**WHAT YOU WILL DO:**
Each line of the data below that includes the string "PartialEq" must be copied.

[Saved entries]
Segment Open

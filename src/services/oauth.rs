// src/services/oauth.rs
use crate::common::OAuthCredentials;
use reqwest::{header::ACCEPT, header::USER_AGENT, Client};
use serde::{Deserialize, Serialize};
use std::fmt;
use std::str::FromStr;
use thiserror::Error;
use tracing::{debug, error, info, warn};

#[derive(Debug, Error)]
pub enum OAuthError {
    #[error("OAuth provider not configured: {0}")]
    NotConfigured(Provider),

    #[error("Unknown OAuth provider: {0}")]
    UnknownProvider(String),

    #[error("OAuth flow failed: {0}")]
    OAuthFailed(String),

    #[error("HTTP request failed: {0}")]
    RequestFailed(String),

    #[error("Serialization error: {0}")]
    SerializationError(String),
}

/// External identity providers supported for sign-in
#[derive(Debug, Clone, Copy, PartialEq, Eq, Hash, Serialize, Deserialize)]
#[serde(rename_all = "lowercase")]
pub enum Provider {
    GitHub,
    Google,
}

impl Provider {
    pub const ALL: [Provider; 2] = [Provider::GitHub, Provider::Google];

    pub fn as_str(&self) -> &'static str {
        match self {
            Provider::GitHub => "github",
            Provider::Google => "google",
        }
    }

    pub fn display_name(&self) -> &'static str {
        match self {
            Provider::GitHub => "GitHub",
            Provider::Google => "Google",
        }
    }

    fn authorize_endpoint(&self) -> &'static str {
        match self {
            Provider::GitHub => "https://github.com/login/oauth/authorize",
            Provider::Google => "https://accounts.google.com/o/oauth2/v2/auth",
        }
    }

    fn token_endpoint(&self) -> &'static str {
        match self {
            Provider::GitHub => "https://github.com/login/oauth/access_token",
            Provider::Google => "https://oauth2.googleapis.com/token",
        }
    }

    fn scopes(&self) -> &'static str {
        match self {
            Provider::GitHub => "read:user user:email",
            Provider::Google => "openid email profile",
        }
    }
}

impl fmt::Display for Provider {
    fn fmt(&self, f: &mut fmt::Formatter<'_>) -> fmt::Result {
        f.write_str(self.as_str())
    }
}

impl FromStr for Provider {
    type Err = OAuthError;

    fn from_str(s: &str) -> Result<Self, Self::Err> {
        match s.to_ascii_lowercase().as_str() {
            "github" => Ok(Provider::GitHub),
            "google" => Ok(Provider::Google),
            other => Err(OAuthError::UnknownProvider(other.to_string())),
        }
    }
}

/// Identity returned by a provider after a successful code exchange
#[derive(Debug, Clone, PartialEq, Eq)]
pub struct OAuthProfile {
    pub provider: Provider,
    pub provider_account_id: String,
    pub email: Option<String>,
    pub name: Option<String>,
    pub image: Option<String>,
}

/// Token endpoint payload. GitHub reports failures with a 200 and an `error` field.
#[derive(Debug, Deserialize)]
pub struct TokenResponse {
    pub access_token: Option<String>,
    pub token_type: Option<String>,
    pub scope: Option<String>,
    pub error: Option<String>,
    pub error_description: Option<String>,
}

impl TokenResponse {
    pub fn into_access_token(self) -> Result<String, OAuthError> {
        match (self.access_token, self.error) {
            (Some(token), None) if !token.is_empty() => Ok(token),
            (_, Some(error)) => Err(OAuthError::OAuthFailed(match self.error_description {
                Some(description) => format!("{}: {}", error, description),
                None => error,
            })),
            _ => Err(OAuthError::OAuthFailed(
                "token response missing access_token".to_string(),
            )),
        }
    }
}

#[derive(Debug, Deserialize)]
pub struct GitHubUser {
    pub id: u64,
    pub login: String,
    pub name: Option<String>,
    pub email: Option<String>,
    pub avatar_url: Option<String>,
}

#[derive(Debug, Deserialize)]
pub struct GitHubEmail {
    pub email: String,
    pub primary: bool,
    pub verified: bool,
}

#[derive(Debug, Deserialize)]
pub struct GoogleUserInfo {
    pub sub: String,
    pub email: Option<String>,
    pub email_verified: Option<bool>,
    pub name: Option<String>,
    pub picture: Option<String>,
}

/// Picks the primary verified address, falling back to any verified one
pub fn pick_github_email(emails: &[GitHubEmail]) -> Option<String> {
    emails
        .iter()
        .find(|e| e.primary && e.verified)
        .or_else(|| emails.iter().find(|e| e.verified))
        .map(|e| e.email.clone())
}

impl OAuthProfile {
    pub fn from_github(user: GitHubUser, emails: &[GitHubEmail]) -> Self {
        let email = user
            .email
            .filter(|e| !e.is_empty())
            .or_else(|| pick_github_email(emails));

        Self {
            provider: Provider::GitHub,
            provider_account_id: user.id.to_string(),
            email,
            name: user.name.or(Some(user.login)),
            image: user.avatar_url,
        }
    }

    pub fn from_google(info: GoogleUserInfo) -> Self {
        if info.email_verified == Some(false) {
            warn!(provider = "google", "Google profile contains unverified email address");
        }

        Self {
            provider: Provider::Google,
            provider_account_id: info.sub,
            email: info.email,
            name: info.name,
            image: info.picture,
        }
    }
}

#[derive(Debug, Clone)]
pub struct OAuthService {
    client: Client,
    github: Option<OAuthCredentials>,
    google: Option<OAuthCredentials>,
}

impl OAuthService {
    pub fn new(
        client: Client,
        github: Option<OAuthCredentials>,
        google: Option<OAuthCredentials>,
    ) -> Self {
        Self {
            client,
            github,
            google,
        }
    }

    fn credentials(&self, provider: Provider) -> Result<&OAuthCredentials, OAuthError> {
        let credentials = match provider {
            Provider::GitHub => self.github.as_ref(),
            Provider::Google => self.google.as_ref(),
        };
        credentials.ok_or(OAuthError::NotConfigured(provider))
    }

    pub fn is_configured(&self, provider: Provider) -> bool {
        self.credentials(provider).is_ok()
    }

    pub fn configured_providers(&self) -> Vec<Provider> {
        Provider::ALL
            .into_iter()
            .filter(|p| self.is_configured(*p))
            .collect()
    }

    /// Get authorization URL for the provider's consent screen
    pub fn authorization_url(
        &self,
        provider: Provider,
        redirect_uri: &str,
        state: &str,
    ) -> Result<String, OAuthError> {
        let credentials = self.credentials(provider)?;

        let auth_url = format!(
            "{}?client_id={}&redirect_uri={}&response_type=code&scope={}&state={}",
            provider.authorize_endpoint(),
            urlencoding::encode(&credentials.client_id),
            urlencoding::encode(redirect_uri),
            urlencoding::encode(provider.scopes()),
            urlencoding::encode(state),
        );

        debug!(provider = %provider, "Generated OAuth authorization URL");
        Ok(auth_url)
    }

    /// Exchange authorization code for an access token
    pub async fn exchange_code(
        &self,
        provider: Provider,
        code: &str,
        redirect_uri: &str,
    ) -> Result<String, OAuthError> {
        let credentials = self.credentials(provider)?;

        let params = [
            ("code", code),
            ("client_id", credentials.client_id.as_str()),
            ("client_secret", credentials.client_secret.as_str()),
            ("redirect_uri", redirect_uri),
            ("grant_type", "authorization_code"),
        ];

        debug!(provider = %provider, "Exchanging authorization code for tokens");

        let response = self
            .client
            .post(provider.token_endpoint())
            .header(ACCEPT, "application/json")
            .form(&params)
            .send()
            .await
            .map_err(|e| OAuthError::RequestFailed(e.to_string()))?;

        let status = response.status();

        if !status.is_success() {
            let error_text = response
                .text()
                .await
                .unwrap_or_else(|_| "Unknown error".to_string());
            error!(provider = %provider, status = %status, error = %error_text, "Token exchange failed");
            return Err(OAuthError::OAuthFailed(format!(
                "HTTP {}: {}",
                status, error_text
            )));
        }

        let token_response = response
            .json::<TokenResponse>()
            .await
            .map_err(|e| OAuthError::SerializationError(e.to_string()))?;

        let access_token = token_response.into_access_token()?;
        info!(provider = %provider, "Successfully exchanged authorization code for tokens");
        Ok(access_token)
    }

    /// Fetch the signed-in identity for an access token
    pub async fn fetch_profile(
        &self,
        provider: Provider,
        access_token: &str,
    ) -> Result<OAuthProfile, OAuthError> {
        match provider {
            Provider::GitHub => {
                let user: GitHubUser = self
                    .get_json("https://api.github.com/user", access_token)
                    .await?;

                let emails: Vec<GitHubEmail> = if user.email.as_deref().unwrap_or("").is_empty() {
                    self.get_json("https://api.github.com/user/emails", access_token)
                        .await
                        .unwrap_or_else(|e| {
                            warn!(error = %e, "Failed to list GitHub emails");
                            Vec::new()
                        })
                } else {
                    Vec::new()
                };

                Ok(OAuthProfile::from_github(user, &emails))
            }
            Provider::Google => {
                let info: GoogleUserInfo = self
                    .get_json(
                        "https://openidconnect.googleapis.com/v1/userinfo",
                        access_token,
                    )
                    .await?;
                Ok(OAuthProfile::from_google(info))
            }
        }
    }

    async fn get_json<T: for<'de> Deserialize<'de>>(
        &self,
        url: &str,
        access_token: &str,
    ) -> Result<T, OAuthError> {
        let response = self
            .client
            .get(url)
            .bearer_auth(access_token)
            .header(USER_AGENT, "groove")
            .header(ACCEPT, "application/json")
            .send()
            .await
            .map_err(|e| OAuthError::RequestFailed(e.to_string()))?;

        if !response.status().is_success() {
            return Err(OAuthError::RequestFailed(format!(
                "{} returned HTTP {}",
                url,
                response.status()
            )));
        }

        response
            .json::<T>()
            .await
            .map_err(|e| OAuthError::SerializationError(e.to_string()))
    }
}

Segment Closed

**TASK OUTPUT:**
#[derive(Debug, Clone, Copy, PartialEq, Eq, Hash, Serialize, Deserialize)]
#[derive(Debug, Clone, PartialEq, Eq)]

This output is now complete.